The response must contain each line of the material that holds "FromStr".
BEGIN
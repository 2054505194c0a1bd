//! Placement policies for selecting a free block
//!
//! Each policy is a pure selection function over the ordered block ledger,
//! returning the index of a block the engine may allocate from. Best-fit and
//! worst-fit use strict comparisons, so the first block encountered with the
//! minimal (or maximal) slack wins ties.

use crate::block::MemoryBlock;
use serde::{Deserialize, Serialize};
use std::fmt;
use std::str::FromStr;

/// Block selection algorithm
///
/// All four policies share the ledger, splitting, merging, and statistics
/// machinery; they differ only in which free block they pick.
#[derive(Debug, Clone, Copy, PartialEq, Eq, Serialize, Deserialize)]
pub enum PlacementPolicy {
    /// First free block from the bottom of the address space
    FirstFit,
    /// Free block with the least leftover space
    BestFit,
    /// Free block with the most leftover space
    WorstFit,
    /// First free block at or after the previous allocation point
    NextFit,
}

impl PlacementPolicy {
    pub const ALL: [PlacementPolicy; 4] = [
        PlacementPolicy::FirstFit,
        PlacementPolicy::BestFit,
        PlacementPolicy::WorstFit,
        PlacementPolicy::NextFit,
    ];

    pub fn name(&self) -> &'static str {
        match self {
            PlacementPolicy::FirstFit => "first-fit",
            PlacementPolicy::BestFit => "best-fit",
            PlacementPolicy::WorstFit => "worst-fit",
            PlacementPolicy::NextFit => "next-fit",
        }
    }
}

impl fmt::Display for PlacementPolicy {
    fn fmt(&self, f: &mut fmt::Formatter<'_>) -> fmt::Result {
        f.write_str(self.name())
    }
}

impl FromStr for PlacementPolicy {
    type Err = String;

    fn from_str(s: &str) -> Result<Self, Self::Err> {
        match s.to_lowercase().as_str() {
            "first-fit" | "first_fit" | "firstfit" | "first" => Ok(PlacementPolicy::FirstFit),
            "best-fit" | "best_fit" | "bestfit" | "best" => Ok(PlacementPolicy::BestFit),
            "worst-fit" | "worst_fit" | "worstfit" | "worst" => Ok(PlacementPolicy::WorstFit),
            "next-fit" | "next_fit" | "nextfit" | "next" => Ok(PlacementPolicy::NextFit),
            _ => Err(format!(
                "Invalid policy '{}'. Valid options: first-fit, best-fit, worst-fit, next-fit",
                s
            )),
        }
    }
}

/// First free block with sufficient size, scanning from index 0
pub fn first_fit(blocks: &[MemoryBlock], requested: u64) -> Option<usize> {
    blocks
        .iter()
        .position(|b| b.is_free() && b.size >= requested)
}

/// Free block with the minimal slack; first encountered wins ties
pub fn best_fit(blocks: &[MemoryBlock], requested: u64) -> Option<usize> {
    let mut best: Option<(usize, u64)> = None;
    for (i, block) in blocks.iter().enumerate() {
        if block.is_free() && block.size >= requested {
            let slack = block.size - requested;
            // Strict comparison keeps the earlier block on equal slack
            if best.map_or(true, |(_, s)| slack < s) {
                best = Some((i, slack));
            }
        }
    }
    best.map(|(i, _)| i)
}

/// Free block with the maximal slack; first encountered wins ties
pub fn worst_fit(blocks: &[MemoryBlock], requested: u64) -> Option<usize> {
    let mut worst: Option<(usize, u64)> = None;
    for (i, block) in blocks.iter().enumerate() {
        if block.is_free() && block.size >= requested {
            let slack = block.size - requested;
            if worst.map_or(true, |(_, s)| slack > s) {
                worst = Some((i, slack));
            }
        }
    }
    worst.map(|(i, _)| i)
}

/// First suitable free block scanning circularly from `cursor`
///
/// Wraps through the ledger exactly once; returns `None` after a full loop
/// with no match. The caller owns the cursor and advances it on success.
pub fn next_fit(blocks: &[MemoryBlock], requested: u64, cursor: usize) -> Option<usize> {
    if blocks.is_empty() {
        return None;
    }
    let len = blocks.len();
    let start = cursor % len;
    for offset in 0..len {
        let i = (start + offset) % len;
        if blocks[i].is_free() && blocks[i].size >= requested {
            return Some(i);
        }
    }
    None
}

#[cfg(test)]
mod tests {
    use super::*;
    use crate::block::MemoryBlock;

    /// Free blocks of the given sizes separated by 1 KB allocated spacers,
    /// so no two free blocks are adjacent
    fn fenced_free(sizes: &[u64]) -> Vec<MemoryBlock> {
        let mut blocks = Vec::new();
        let mut address = 0;
        for (i, &size) in sizes.iter().enumerate() {
            blocks.push(MemoryBlock::free(address, size));
            address += size;
            blocks.push(MemoryBlock::allocated(address, 1, format!("spacer-{}", i)));
            address += 1;
        }
        blocks
    }

    #[test]
    fn test_first_fit_takes_earliest() {
        // Free sizes: 2, 20, 1, 4, 124 (the boot layout's free set)
        let blocks = fenced_free(&[2, 20, 1, 4, 124]);

        // 10 KB skips the 2 KB block and lands in the 20 KB one
        let idx = first_fit(&blocks, 10).unwrap();
        assert_eq!(blocks[idx].size, 20);

        // 1 KB fits the very first free block
        let idx = first_fit(&blocks, 1).unwrap();
        assert_eq!(blocks[idx].size, 2);
    }

    #[test]
    fn test_first_fit_none_when_too_large() {
        let blocks = fenced_free(&[2, 20, 1, 4, 124]);
        assert_eq!(first_fit(&blocks, 125), None);
    }

    #[test]
    fn test_best_fit_minimal_slack() {
        let blocks = fenced_free(&[2, 20, 1, 4, 124]);

        // Requesting 3: candidates are 20 (slack 17), 4 (slack 1), 124
        // (slack 121); best-fit picks the 4 KB block
        let idx = best_fit(&blocks, 3).unwrap();
        assert_eq!(blocks[idx].size, 4);
    }

    #[test]
    fn test_worst_fit_maximal_slack() {
        let blocks = fenced_free(&[2, 20, 1, 4, 124]);
        let idx = worst_fit(&blocks, 3).unwrap();
        assert_eq!(blocks[idx].size, 124);
    }

    #[test]
    fn test_best_fit_tie_break_keeps_first() {
        let blocks = fenced_free(&[8, 8, 8]);
        let idx = best_fit(&blocks, 8).unwrap();
        assert_eq!(idx, 0);
    }

    #[test]
    fn test_worst_fit_tie_break_keeps_first() {
        let blocks = fenced_free(&[3, 9, 9]);
        // Free blocks sit at indices 0, 2, 4; the first 9 KB block wins
        let idx = worst_fit(&blocks, 1).unwrap();
        assert_eq!(idx, 2);
    }

    #[test]
    fn test_next_fit_starts_at_cursor() {
        let blocks = fenced_free(&[10, 10, 10]);
        // Free blocks sit at indices 0, 2, 4

        assert_eq!(next_fit(&blocks, 5, 0), Some(0));
        assert_eq!(next_fit(&blocks, 5, 1), Some(2));
        assert_eq!(next_fit(&blocks, 5, 3), Some(4));
    }

    #[test]
    fn test_next_fit_wraps_once() {
        let blocks = fenced_free(&[10, 4, 4]);
        // Only the block at index 0 can hold 8 KB; from cursor 1 the scan
        // must wrap around to find it
        assert_eq!(next_fit(&blocks, 8, 1), Some(0));
        assert_eq!(next_fit(&blocks, 11, 1), None);
    }

    #[test]
    fn test_next_fit_empty_ledger() {
        assert_eq!(next_fit(&[], 1, 0), None);
    }

    #[test]
    fn test_policy_parsing() {
        assert_eq!(
            "first-fit".parse::<PlacementPolicy>().unwrap(),
            PlacementPolicy::FirstFit
        );
        assert_eq!(
            "BestFit".parse::<PlacementPolicy>().unwrap(),
            PlacementPolicy::BestFit
        );
        assert_eq!(
            "worst".parse::<PlacementPolicy>().unwrap(),
            PlacementPolicy::WorstFit
        );
        assert_eq!(
            "next_fit".parse::<PlacementPolicy>().unwrap(),
            PlacementPolicy::NextFit
        );
        assert!("random-fit".parse::<PlacementPolicy>().is_err());
    }

    #[test]
    fn test_policy_display_round_trip() {
        for policy in PlacementPolicy::ALL {
            assert_eq!(policy.name().parse::<PlacementPolicy>().unwrap(), policy);
        }
    }
}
END
(Task answer):
use std::str::FromStr;
impl FromStr for PlacementPolicy {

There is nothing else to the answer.